Open Minded

by admin ~ May 5th, 2018. Filed under: Brandenburg.

I don’t know when it was that I first heard the terminology, open-minded. I found it first used in English literature in 1819 in a book titled, Solitude, by Johann Georg Zimmermann with the following sentence: “How frequently do we observe, even in persons of rank and fortune, who reside continually on their own estates, a haughty manner and arbitrary disposition totally incompatible with that candid conduct that open-minded behaviour, . . . . !” It was used a little over a dozen occasions in total up until the 20th century, so uncommon. Now whole books have been authored on open-mindedness, which might be tell-tale. The Economist in 1892 reads, “What is wanted is not a mixed body of advocates, each eager to show the goodness of his own particular case, but a jury of impartial, uncommitted, open-minded men, who have no prejudices one way or the other; who will hear the evidence fully, and who will report upon it on its merits.” The first dictionary in which it arises is The Century in 1895. I don’t think that being open minded advanced as a desired trait in relations to modernity.
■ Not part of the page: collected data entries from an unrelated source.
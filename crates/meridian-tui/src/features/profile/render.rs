//! Profile view.

use meridian_core::session::Session;
use ratatui::Frame;
use ratatui::layout::Rect;
use ratatui::style::{Color, Style};
use ratatui::text::{Line, Span};
use ratatui::widgets::Paragraph;

use super::state::ProfileScreen;
use crate::common::fields::{busy_line, error_line, field_line, heading_line, hint_line, notice_line};

pub fn render(
    frame: &mut Frame,
    screen: &ProfileScreen,
    session: &Session,
    details_busy: bool,
    password_busy: bool,
    area: Rect,
) {
    let mut lines = vec![heading_line("Your Profile"), Line::from("")];

    if let Some(identity) = session.identity() {
        lines.push(Line::from(vec![
            Span::styled("  Signed in as ", Style::default().fg(Color::DarkGray)),
            Span::styled(identity.email.clone(), Style::default().fg(Color::White)),
            Span::styled(
                format!(" ({})", identity.role.label()),
                Style::default().fg(Color::DarkGray),
            ),
        ]));
        lines.push(Line::from(""));
    }

    lines.push(field_line(&screen.name, screen.focus == 0));
    lines.push(field_line(&screen.phone, screen.focus == 1));
    if let Some(message) = &screen.details_error {
        lines.push(error_line(message));
    }
    if let Some(message) = &screen.details_notice {
        lines.push(notice_line(message));
    }
    if details_busy {
        lines.push(busy_line("Saving…"));
    }

    lines.push(Line::from(""));
    lines.push(heading_line("Change password"));
    lines.push(Line::from(""));
    lines.push(field_line(&screen.current_password, screen.focus == 2));
    lines.push(field_line(&screen.new_password, screen.focus == 3));
    lines.push(field_line(&screen.confirm_new_password, screen.focus == 4));
    if let Some(message) = &screen.password_error {
        lines.push(error_line(message));
    }
    if let Some(message) = &screen.password_notice {
        lines.push(notice_line(message));
    }
    if password_busy {
        lines.push(busy_line("Updating password…"));
    }

    lines.push(Line::from(""));
    lines.push(hint_line(
        "Tab next field · Enter saves the panel under focus · Ctrl+O sign out · Esc back",
    ));
    frame.render_widget(Paragraph::new(lines), area);
}
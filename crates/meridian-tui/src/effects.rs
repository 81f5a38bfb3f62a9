//! UI effect types.
//!
//! Effects are commands returned by the reducer that the runtime executes.
//! They represent I/O and task spawning only (no direct UI mutations), which
//! keeps the reducer pure enough to unit test: it mutates state and returns
//! effects, never performs I/O itself.

/// Effects returned by the reducer for the runtime to execute.
#[derive(Debug, Clone, PartialEq, Eq)]
pub enum UiEffect {
    /// Quit the application.
    Quit,

    /// The one-time boot session check.
    CheckSession,

    SubmitLogin {
        email: String,
        password: String,
    },

    SubmitRegistration {
        name: String,
        email: String,
        password: String,
        confirm_password: String,
        phone: String,
    },

    /// Logout round trip; the session is cleared on completion regardless
    /// of the call's outcome.
    SubmitLogout,

    SaveProfile {
        id: u64,
        name: String,
        phone: String,
    },

    SubmitPasswordChange {
        current_password: String,
        new_password: String,
        confirm_new_password: String,
    },

    SendContact {
        name: String,
        email: String,
        message: String,
    },

    SendQuery {
        user_id: u64,
        name: String,
        email: String,
        subject: String,
        message: String,
    },

    SendRating {
        rating: u8,
        message: String,
    },

    /// Fetch the admin dashboard arrays. Only ever emitted after the guard
    /// allowed the admin route.
    LoadAdminDashboard,

    RequestResetLink {
        email: String,
    },

    SubmitPasswordReset {
        token: String,
        password: String,
        confirm_password: String,
    },
}
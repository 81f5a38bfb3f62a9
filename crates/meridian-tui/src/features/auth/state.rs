//! Auth view state: login, registration, and the password-reset pair.
//!
//! Each form owns only its local fields; nothing here survives a
//! navigation away.

use crate::common::TextField;

/// Sign-in form.
#[derive(Debug, Clone)]
pub struct LoginForm {
    pub email: TextField,
    pub password: TextField,
    pub focus: usize,
    /// Inline failure banner (validation or backend message).
    pub error: Option<String>,
    /// Inline success/info banner (e.g. "account created, sign in").
    pub notice: Option<String>,
}

impl LoginForm {
    pub const FIELDS: usize = 2;

    pub fn new() -> Self {
        Self {
            email: TextField::new("Email"),
            password: TextField::masked("Password"),
            focus: 0,
            error: None,
            notice: None,
        }
    }

    pub fn with_notice(notice: &str) -> Self {
        Self {
            notice: Some(notice.to_string()),
            ..Self::new()
        }
    }

    pub fn field_mut(&mut self, index: usize) -> &mut TextField {
        match index {
            0 => &mut self.email,
            _ => &mut self.password,
        }
    }
}

/// Account creation form.
#[derive(Debug, Clone)]
pub struct RegisterForm {
    pub name: TextField,
    pub email: TextField,
    pub password: TextField,
    pub confirm_password: TextField,
    pub phone: TextField,
    pub focus: usize,
    pub error: Option<String>,
}

impl RegisterForm {
    pub const FIELDS: usize = 5;

    pub fn new() -> Self {
        Self {
            name: TextField::new("Full name"),
            email: TextField::new("Email"),
            password: TextField::masked("Password"),
            confirm_password: TextField::masked("Confirm password"),
            phone: TextField::new("Phone"),
            focus: 0,
            error: None,
        }
    }

    pub fn field_mut(&mut self, index: usize) -> &mut TextField {
        match index {
            0 => &mut self.name,
            1 => &mut self.email,
            2 => &mut self.password,
            3 => &mut self.confirm_password,
            _ => &mut self.phone,
        }
    }
}

/// Request-a-reset-link form.
#[derive(Debug, Clone)]
pub struct ForgotForm {
    pub email: TextField,
    pub error: Option<String>,
    pub notice: Option<String>,
}

impl ForgotForm {
    pub fn new() -> Self {
        Self {
            email: TextField::new("Email"),
            error: None,
            notice: None,
        }
    }
}

/// Complete-a-reset form (token arrives out of band, e.g. by email).
#[derive(Debug, Clone)]
pub struct ResetForm {
    pub token: TextField,
    pub password: TextField,
    pub confirm_password: TextField,
    pub focus: usize,
    pub error: Option<String>,
}

impl ResetForm {
    pub const FIELDS: usize = 3;

    pub fn new() -> Self {
        Self {
            token: TextField::new("Reset token"),
            password: TextField::masked("New password"),
            confirm_password: TextField::masked("Confirm new password"),
            focus: 0,
            error: None,
        }
    }

    pub fn field_mut(&mut self, index: usize) -> &mut TextField {
        match index {
            0 => &mut self.token,
            1 => &mut self.password,
            _ => &mut self.confirm_password,
        }
    }
}
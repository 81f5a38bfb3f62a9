//! Core Meridian library (API client, session model, config, logging).

pub mod api;
pub mod config;
pub mod logging;
pub mod session;
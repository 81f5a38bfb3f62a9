//! Logging bootstrap.
//!
//! The portal owns the terminal while it runs, so logs go to daily files
//! under ${MERIDIAN_HOME}/logs instead of stdout. Filtering is controlled
//! by the MERIDIAN_LOG environment variable (defaults to `info`).

use anyhow::{Context, Result};
use tracing_appender::non_blocking::WorkerGuard;
use tracing_subscriber::EnvFilter;

use crate::config::paths;

/// Environment variable consulted for the log filter.
pub const LOG_ENV_VAR: &str = "MERIDIAN_LOG";

/// Initializes file-based logging.
///
/// Returns the worker guard; dropping it flushes and stops the background
/// writer, so the caller must keep it alive for the process lifetime.
pub fn init() -> Result<WorkerGuard> {
    let logs_dir = paths::logs_dir();
    std::fs::create_dir_all(&logs_dir)
        .with_context(|| format!("Failed to create log directory {}", logs_dir.display()))?;

    let appender = tracing_appender::rolling::daily(&logs_dir, "meridian.log");
    let (writer, guard) = tracing_appender::non_blocking(appender);

    let filter = EnvFilter::try_from_env(LOG_ENV_VAR).unwrap_or_else(|_| EnvFilter::new("info"));

    tracing_subscriber::fmt()
        .with_env_filter(filter)
        .with_writer(writer)
        .with_ansi(false)
        .init();

    Ok(guard)
}
//! Home view: marketing copy plus a few client excerpts.

use meridian_core::session::Session;
use ratatui::Frame;
use ratatui::layout::Rect;
use ratatui::style::{Color, Modifier, Style};
use ratatui::text::{Line, Span};
use ratatui::widgets::Paragraph;

use crate::common::fields::hint_line;
use crate::common::text::wrap_words;

const TAGLINE: &str = "Independent financial advice, built around your goals.";

const PITCH: &str = "Meridian Advisory helps families and founders plan, invest, \
and retire with confidence. Fee-only, fiduciary, and in your corner since 2011.";

const SERVICES: &[&str] = &[
    "Retirement and pension planning",
    "Portfolio reviews and investment strategy",
    "Tax-aware wealth structuring",
    "First-home and education savings plans",
];

const TESTIMONIALS: &[(&str, &str)] = &[
    (
        "They turned a drawer full of statements into a plan we actually follow.",
        "R.M., client since 2018",
    ),
    (
        "Clear fees, straight answers. Exactly what we wanted.",
        "S.T., client since 2021",
    ),
];

pub fn render(frame: &mut Frame, session: &Session, area: Rect) {
    let width = area.width.saturating_sub(4) as usize;
    let mut lines = vec![
        Line::from(Span::styled(
            "MERIDIAN ADVISORY",
            Style::default()
                .fg(Color::Cyan)
                .add_modifier(Modifier::BOLD),
        )),
        Line::from(Span::styled(TAGLINE, Style::default().fg(Color::White))),
        Line::from(""),
    ];

    for wrapped in wrap_words(PITCH, width) {
        lines.push(Line::from(Span::styled(
            wrapped,
            Style::default().fg(Color::Gray),
        )));
    }
    lines.push(Line::from(""));

    lines.push(Line::from(Span::styled(
        "What we do",
        Style::default()
            .fg(Color::White)
            .add_modifier(Modifier::BOLD),
    )));
    for service in SERVICES {
        lines.push(Line::from(Span::styled(
            format!("  • {service}"),
            Style::default().fg(Color::Gray),
        )));
    }
    lines.push(Line::from(""));

    lines.push(Line::from(Span::styled(
        "What clients say",
        Style::default()
            .fg(Color::White)
            .add_modifier(Modifier::BOLD),
    )));
    for (quote, who) in TESTIMONIALS {
        for wrapped in wrap_words(&format!("“{quote}”"), width.saturating_sub(2)) {
            lines.push(Line::from(Span::styled(
                format!("  {wrapped}"),
                Style::default().fg(Color::Gray),
            )));
        }
        lines.push(Line::from(Span::styled(
            format!("    — {who}"),
            Style::default().fg(Color::DarkGray),
        )));
    }
    lines.push(Line::from(""));

    if session.is_authenticated() {
        lines.push(hint_line(
            "p profile · y ask an advisor · t rate us · Ctrl+K go anywhere",
        ));
    } else {
        lines.push(hint_line(
            "l sign in · r create account · c contact us · Ctrl+K go anywhere",
        ));
    }

    frame.render_widget(Paragraph::new(lines), area);
}
//! Profile view state: account details panel plus change-password panel.

use meridian_core::session::Session;

use crate::common::TextField;

/// Which panel a focus index belongs to.
#[derive(Debug, Clone, Copy, PartialEq, Eq)]
pub enum ProfilePanel {
    Details,
    Password,
}

#[derive(Debug, Clone)]
pub struct ProfileScreen {
    pub name: TextField,
    pub phone: TextField,
    pub current_password: TextField,
    pub new_password: TextField,
    pub confirm_new_password: TextField,
    /// 0..2 details panel, 2..5 password panel.
    pub focus: usize,
    pub details_error: Option<String>,
    pub details_notice: Option<String>,
    pub password_error: Option<String>,
    pub password_notice: Option<String>,
}

impl ProfileScreen {
    pub const FIELDS: usize = 5;

    pub fn new(session: &Session) -> Self {
        let (name, phone) = match session.identity() {
            Some(identity) => (
                identity.name.as_str(),
                identity.phone.as_deref().unwrap_or(""),
            ),
            None => ("", ""),
        };
        Self {
            name: TextField::with_value("Full name", name),
            phone: TextField::with_value("Phone", phone),
            current_password: TextField::masked("Current password"),
            new_password: TextField::masked("New password"),
            confirm_new_password: TextField::masked("Confirm new password"),
            focus: 0,
            details_error: None,
            details_notice: None,
            password_error: None,
            password_notice: None,
        }
    }

    pub fn field_mut(&mut self, index: usize) -> &mut TextField {
        match index {
            0 => &mut self.name,
            1 => &mut self.phone,
            2 => &mut self.current_password,
            3 => &mut self.new_password,
            _ => &mut self.confirm_new_password,
        }
    }

    pub fn panel(&self) -> ProfilePanel {
        if self.focus < 2 {
            ProfilePanel::Details
        } else {
            ProfilePanel::Password
        }
    }
}
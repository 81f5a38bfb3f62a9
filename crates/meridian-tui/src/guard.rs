//! Route guard.
//!
//! A pure decision function consulted on every navigation to a protected
//! destination. The rendering layer interprets the result; nothing here
//! touches a terminal, which keeps the ordering property unit-testable:
//! while the boot check is outstanding the guard neither renders protected
//! content nor redirects.

use meridian_core::session::Session;

use crate::routes::Route;

/// Outcome of a guard evaluation for one navigation attempt.
#[derive(Debug, Clone, Copy, PartialEq, Eq)]
pub enum RouteDecision {
    /// The boot check has not resolved; show the loading indicator and
    /// nothing else. There is no timeout: if the check never resolves the
    /// guard stays here.
    Pending,
    /// Send the visitor somewhere else instead.
    Redirect(Route),
    /// Render the requested destination.
    Allow,
}

/// Decides what to do with a navigation to `route` under `session`.
pub fn decide(session: &Session, route: Route) -> RouteDecision {
    if !route.is_protected() {
        return RouteDecision::Allow;
    }
    if !session.loading_complete() {
        return RouteDecision::Pending;
    }
    if !session.is_authenticated() {
        return RouteDecision::Redirect(Route::Login);
    }
    if route.requires_admin() && !session.role().is_some_and(|role| role.is_admin()) {
        return RouteDecision::Redirect(Route::Home);
    }
    RouteDecision::Allow
}

#[cfg(test)]
mod tests {
    use meridian_core::session::{Identity, Role};

    use super::*;
    use crate::routes::ALL_ROUTES;

    fn member(role: Role) -> Identity {
        Identity {
            id: 1,
            name: "Kim Osei".to_string(),
            email: "kim@example.com".to_string(),
            phone: None,
            role,
        }
    }

    #[test]
    fn pending_session_never_renders_or_redirects() {
        let session = Session::new();
        for route in ALL_ROUTES.iter().filter(|r| r.is_protected()) {
            assert_eq!(decide(&session, *route), RouteDecision::Pending);
        }
    }

    #[test]
    fn pending_session_still_allows_public_routes() {
        let session = Session::new();
        assert_eq!(decide(&session, Route::Home), RouteDecision::Allow);
        assert_eq!(decide(&session, Route::Login), RouteDecision::Allow);
    }

    #[test]
    fn anonymous_visitor_is_sent_to_login() {
        let mut session = Session::new();
        session.complete_initial_check(None);
        for route in ALL_ROUTES.iter().filter(|r| r.is_protected()) {
            assert_eq!(
                decide(&session, *route),
                RouteDecision::Redirect(Route::Login)
            );
        }
    }

    #[test]
    fn regular_member_is_bounced_off_admin() {
        let mut session = Session::new();
        session.complete_initial_check(Some(member(Role::Regular)));
        assert_eq!(
            decide(&session, Route::Admin),
            RouteDecision::Redirect(Route::Home)
        );
    }

    #[test]
    fn regular_member_reaches_member_routes() {
        let mut session = Session::new();
        session.complete_initial_check(Some(member(Role::Regular)));
        assert_eq!(decide(&session, Route::Profile), RouteDecision::Allow);
        assert_eq!(decide(&session, Route::Query), RouteDecision::Allow);
        assert_eq!(decide(&session, Route::Rating), RouteDecision::Allow);
    }

    #[test]
    fn admin_reaches_everything() {
        let mut session = Session::new();
        session.complete_initial_check(Some(member(Role::Admin)));
        for route in ALL_ROUTES {
            assert_eq!(decide(&session, *route), RouteDecision::Allow);
        }
    }

    #[test]
    fn cleared_session_redirects_again() {
        let mut session = Session::new();
        session.complete_initial_check(Some(member(Role::Regular)));
        session.clear();
        assert_eq!(
            decide(&session, Route::Profile),
            RouteDecision::Redirect(Route::Login)
        );
    }
}
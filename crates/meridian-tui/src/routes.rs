//! The navigation surface.
//!
//! Every navigable destination is a [`Route`]. Paths mirror the web client's
//! URL space; unmatched paths resolve to `Home`.

use std::fmt;

/// Social placeholder destinations.
#[derive(Debug, Clone, Copy, PartialEq, Eq)]
pub enum SocialNetwork {
    Facebook,
    X,
    LinkedIn,
}

impl SocialNetwork {
    pub fn label(self) -> &'static str {
        match self {
            SocialNetwork::Facebook => "Facebook",
            SocialNetwork::X => "X",
            SocialNetwork::LinkedIn => "LinkedIn",
        }
    }
}

/// A navigable destination.
#[derive(Debug, Clone, Copy, PartialEq, Eq)]
pub enum Route {
    Home,
    About,
    PrivacyPolicy,
    TermsOfService,
    Contact,
    Login,
    Register,
    ForgotPassword,
    ResetPassword,
    Social(SocialNetwork),
    Profile,
    Query,
    Rating,
    Admin,
}

/// Every route, in header/palette order.
pub const ALL_ROUTES: &[Route] = &[
    Route::Home,
    Route::About,
    Route::Contact,
    Route::Login,
    Route::Register,
    Route::ForgotPassword,
    Route::ResetPassword,
    Route::Profile,
    Route::Query,
    Route::Rating,
    Route::Admin,
    Route::PrivacyPolicy,
    Route::TermsOfService,
    Route::Social(SocialNetwork::Facebook),
    Route::Social(SocialNetwork::X),
    Route::Social(SocialNetwork::LinkedIn),
];

impl Route {
    /// Resolves a path to a route. Unmatched paths go home.
    pub fn parse(path: &str) -> Route {
        match path.trim().trim_end_matches('/') {
            "" | "/" => Route::Home,
            "/about" => Route::About,
            "/privacy-policy" => Route::PrivacyPolicy,
            "/terms-of-service" => Route::TermsOfService,
            "/contact" => Route::Contact,
            "/login" => Route::Login,
            "/register" => Route::Register,
            "/forgot-password" => Route::ForgotPassword,
            "/reset-password" => Route::ResetPassword,
            "/social/facebook" => Route::Social(SocialNetwork::Facebook),
            "/social/x" => Route::Social(SocialNetwork::X),
            "/social/linkedin" => Route::Social(SocialNetwork::LinkedIn),
            "/profile" => Route::Profile,
            "/query" => Route::Query,
            "/rating" => Route::Rating,
            "/admin" => Route::Admin,
            _ => Route::Home,
        }
    }

    pub fn path(self) -> &'static str {
        match self {
            Route::Home => "/",
            Route::About => "/about",
            Route::PrivacyPolicy => "/privacy-policy",
            Route::TermsOfService => "/terms-of-service",
            Route::Contact => "/contact",
            Route::Login => "/login",
            Route::Register => "/register",
            Route::ForgotPassword => "/forgot-password",
            Route::ResetPassword => "/reset-password",
            Route::Social(SocialNetwork::Facebook) => "/social/facebook",
            Route::Social(SocialNetwork::X) => "/social/x",
            Route::Social(SocialNetwork::LinkedIn) => "/social/linkedin",
            Route::Profile => "/profile",
            Route::Query => "/query",
            Route::Rating => "/rating",
            Route::Admin => "/admin",
        }
    }

    pub fn title(self) -> &'static str {
        match self {
            Route::Home => "Home",
            Route::About => "About Us",
            Route::PrivacyPolicy => "Privacy Policy",
            Route::TermsOfService => "Terms of Service",
            Route::Contact => "Contact",
            Route::Login => "Sign In",
            Route::Register => "Create Account",
            Route::ForgotPassword => "Forgot Password",
            Route::ResetPassword => "Reset Password",
            Route::Social(SocialNetwork::Facebook) => "Facebook",
            Route::Social(SocialNetwork::X) => "X",
            Route::Social(SocialNetwork::LinkedIn) => "LinkedIn",
            Route::Profile => "Your Profile",
            Route::Query => "Ask an Advisor",
            Route::Rating => "Rate Us",
            Route::Admin => "Admin Dashboard",
        }
    }

    /// Whether this destination requires a signed-in visitor.
    pub fn is_protected(self) -> bool {
        matches!(
            self,
            Route::Profile | Route::Query | Route::Rating | Route::Admin
        )
    }

    /// Whether this destination additionally requires the admin role.
    pub fn requires_admin(self) -> bool {
        matches!(self, Route::Admin)
    }

    /// Browse-mode shortcut key shown in the footer, if any.
    pub fn browse_key(self) -> Option<char> {
        match self {
            Route::Home => Some('h'),
            Route::About => Some('a'),
            Route::Contact => Some('c'),
            Route::Login => Some('l'),
            Route::Register => Some('r'),
            Route::Profile => Some('p'),
            Route::Query => Some('y'),
            Route::Rating => Some('t'),
            Route::Admin => Some('d'),
            _ => None,
        }
    }
}

impl fmt::Display for Route {
    fn fmt(&self, f: &mut fmt::Formatter<'_>) -> fmt::Result {
        f.write_str(self.title())
    }
}

#[cfg(test)]
mod tests {
    use super::*;

    #[test]
    fn known_paths_round_trip() {
        for route in ALL_ROUTES {
            assert_eq!(Route::parse(route.path()), *route);
        }
    }

    #[test]
    fn unmatched_paths_resolve_home() {
        assert_eq!(Route::parse("/no-such-page"), Route::Home);
        assert_eq!(Route::parse("/admin/extra"), Route::Home);
        assert_eq!(Route::parse("garbage"), Route::Home);
    }

    #[test]
    fn trailing_slash_is_tolerated() {
        assert_eq!(Route::parse("/about/"), Route::About);
        assert_eq!(Route::parse("/"), Route::Home);
    }

    #[test]
    fn protection_flags() {
        assert!(Route::Admin.is_protected());
        assert!(Route::Admin.requires_admin());
        assert!(Route::Profile.is_protected());
        assert!(!Route::Profile.requires_admin());
        assert!(!Route::Contact.is_protected());
    }
}
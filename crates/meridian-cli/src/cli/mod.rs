//! CLI entry and dispatch.

use anyhow::{Context, Result};
use clap::Parser;
use meridian_core::{config, logging};

mod commands;

#[derive(Parser)]
#[command(name = "meridian")]
#[command(version)]
#[command(about = "Meridian Advisory client portal")]
struct Cli {
    #[command(subcommand)]
    command: Option<Commands>,

    /// Override the backend base address from config
    #[arg(long, value_name = "URL")]
    base_url: Option<String>,

    /// Open the portal at this path (e.g. /contact)
    #[arg(long, value_name = "PATH")]
    open: Option<String>,
}

#[derive(clap::Subcommand)]
enum Commands {
    /// Manage configuration
    Config {
        #[command(subcommand)]
        command: ConfigCommands,
    },
}

#[derive(clap::Subcommand)]
enum ConfigCommands {
    /// Show the path to the config file
    Path,
    /// Initialize a default config file (if not present)
    Init,
}

pub fn run() -> Result<()> {
    let cli = Cli::parse();

    // one tokio runtime for everything
    let rt = tokio::runtime::Runtime::new().context("create tokio runtime")?;

    rt.block_on(async move { dispatch(cli).await })
}

async fn dispatch(cli: Cli) -> Result<()> {
    let mut config = config::Config::load().context("load config")?;
    if let Some(base) = cli.base_url {
        config.base_url = base;
    }

    // default to the portal
    let Some(command) = cli.command else {
        let _log_guard = logging::init().context("initialize logging")?;
        tracing::info!(base_url = %config.base_url, "starting portal");
        return commands::portal::run(&config, cli.open.as_deref()).await;
    };

    match command {
        Commands::Config { command } => match command {
            ConfigCommands::Path => commands::config::path(),
            ConfigCommands::Init => commands::config::init(),
        },
    }
}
The opposite seems to be “narrow minded,” which is viewed in a negative way. Can someone be both narrow minded and open minded? Do the two contradict? You can’t learn without open-mindedness, it seems, and you’ll be easily swayed toward error without closed-mindedness. The two ideas themselves don’t contradict. However, an unwillingness to change, that is, to recognize, admit, and then believe the truth is closing the mind, no matter how narrow it is.